Return, word for word, only the lines of the data below that lie between the line with "const LOG_FILE_PREFIX: &str" and the line with "list(min) + status(1)", those two lines included.

──────── Extracted material ────────

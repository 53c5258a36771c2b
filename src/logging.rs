use std::path::Path;
use tracing_appender::non_blocking::WorkerGuard;
use tracing_subscriber::fmt::time::FormatTime;
use tracing_subscriber::{EnvFilter, fmt, prelude::*};

const LOG_FILE_PREFIX: &str = "food-dashboard.log";

struct LocalTimer;

impl FormatTime for LocalTimer {
    fn format_time(&self, w: &mut fmt::format::Writer<'_>) -> std::fmt::Result {
        write!(w, "{}", chrono::Local::now().format("%Y-%m-%d %H:%M:%S%.3f"))
    }
}

/// Build the level filter: `RUST_LOG` when set, otherwise the configured level
/// for this crate and `warn` for everything else.
fn env_filter(level: &str) -> EnvFilter {
    EnvFilter::try_from_default_env()
        .unwrap_or_else(|_| EnvFilter::new(format!("warn,food_dashboard={}", level)))
}

/// Subscriber writing to a daily rolling file in `log_dir` through a
/// non-blocking worker. Lines are flushed when the guard drops.
fn file_subscriber(
    log_dir: &Path,
    level: &str,
) -> std::io::Result<(impl tracing::Subscriber + Send + Sync + 'static, WorkerGuard)> {
    std::fs::create_dir_all(log_dir)?;

    let file_appender = tracing_appender::rolling::daily(log_dir, LOG_FILE_PREFIX);
    let (writer, guard) = tracing_appender::non_blocking(file_appender);

    let file_layer = fmt::layer()
        .with_timer(LocalTimer)
        .with_ansi(false)
        .with_target(true)
        .with_level(true)
        .with_writer(writer);

    let subscriber = tracing_subscriber::registry()
        .with(env_filter(level))
        .with(file_layer);
    Ok((subscriber, guard))
}

/// Send logs to a daily rolling file. The terminal belongs to the UI, so
/// nothing is written to stdout/stderr.
///
/// Keep the returned guard alive for the whole run and let it drop normally
/// (no `process::exit`), or buffered lines are lost.
pub fn init(log_dir: &Path, level: &str) -> std::io::Result<WorkerGuard> {
    let (subscriber, guard) = file_subscriber(log_dir, level)?;
    subscriber.init();
    Ok(guard)
}
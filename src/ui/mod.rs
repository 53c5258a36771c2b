mod header;
mod help;
mod list;
mod modal;

use crate::api::HttpClient;
use crate::app::App;
use crate::dashboard::Modal;
use ratatui::{
    Frame,
    layout::{Constraint, Direction, Layout, Rect},
};

/// Top-level render: header, plate list, status bar, then overlays.
pub fn render<C: HttpClient>(app: &App<C>, frame: &mut Frame) {
    // Layout: header(3) + list(min) + status(1)
    let chunks = Layout::default()
        .direction(Direction::Vertical)
        .constraints([
            Constraint::Length(3),
            Constraint::Min(5),
            Constraint::Length(1),
        ])
        .split(frame.area());

    header::render(app, frame, chunks[0]);
    list::render(app, frame, chunks[1]);
    list::render_status(app, frame, chunks[2]);

    match app.dashboard.modal() {
        Modal::Closed => {}
        Modal::Add(form) => modal::render(frame, " New plate ", form),
        Modal::Edit { target, form } => {
            modal::render(frame, &format!(" Edit plate #{} ", target.id), form)
        }
    }

    // Render help overlay on top if active
    if app.show_help {
        help::render(frame);
    }
}

/// Create a centered rectangle using percentage of parent area.
fn centered_rect(percent_x: u16, percent_y: u16, area: Rect) -> Rect {
    let vertical = Layout::default()
        .direction(Direction::Vertical)
        .constraints([
            Constraint::Percentage((100 - percent_y) / 2),
            Constraint::Percentage(percent_y),
            Constraint::Percentage((100 - percent_y) / 2),
        ])
        .split(area);

    let horizontal = Layout::default()
        .direction(Direction::Horizontal)
        .constraints([
            Constraint::Percentage((100 - percent_x) / 2),
            Constraint::Percentage(percent_x),
            Constraint::Percentage((100 - percent_x) / 2),
        ])
        .split(vertical[1]);

    horizontal[1]
}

────────

Solution:
const LOG_FILE_PREFIX: &str = "food-dashboard.log";

struct LocalTimer;

impl FormatTime for LocalTimer {
    fn format_time(&self, w: &mut fmt::format::Writer<'_>) -> std::fmt::Result {
        write!(w, "{}", chrono::Local::now().format("%Y-%m-%d %H:%M:%S%.3f"))
    }
}

/// Build the level filter: `RUST_LOG` when set, otherwise the configured level
/// for this crate and `warn` for everything else.
fn env_filter(level: &str) -> EnvFilter {
    EnvFilter::try_from_default_env()
        .unwrap_or_else(|_| EnvFilter::new(format!("warn,food_dashboard={}", level)))
}

/// Subscriber writing to a daily rolling file in `log_dir` through a
/// non-blocking worker. Lines are flushed when the guard drops.
fn file_subscriber(
    log_dir: &Path,
    level: &str,
) -> std::io::Result<(impl tracing::Subscriber + Send + Sync + 'static, WorkerGuard)> {
    std::fs::create_dir_all(log_dir)?;

    let file_appender = tracing_appender::rolling::daily(log_dir, LOG_FILE_PREFIX);
    let (writer, guard) = tracing_appender::non_blocking(file_appender);

    let file_layer = fmt::layer()
        .with_timer(LocalTimer)
        .with_ansi(false)
        .with_target(true)
        .with_level(true)
        .with_writer(writer);

    let subscriber = tracing_subscriber::registry()
        .with(env_filter(level))
        .with(file_layer);
    Ok((subscriber, guard))
}

/// Send logs to a daily rolling file. The terminal belongs to the UI, so
/// nothing is written to stdout/stderr.
///
/// Keep the returned guard alive for the whole run and let it drop normally
/// (no `process::exit`), or buffered lines are lost.
pub fn init(log_dir: &Path, level: &str) -> std::io::Result<WorkerGuard> {
    let (subscriber, guard) = file_subscriber(log_dir, level)?;
    subscriber.init();
    Ok(guard)
}
filename src/ui/mod.rs
repository 53c5258a36771c2b
mod header;
mod help;
mod list;
mod modal;

use crate::api::HttpClient;
use crate::app::App;
use crate::dashboard::Modal;
use ratatui::{
    Frame,
    layout::{Constraint, Direction, Layout, Rect},
};

/// Top-level render: header, plate list, status bar, then overlays.
pub fn render<C: HttpClient>(app: &App<C>, frame: &mut Frame) {
    // Layout: header(3) + list(min) + status(1)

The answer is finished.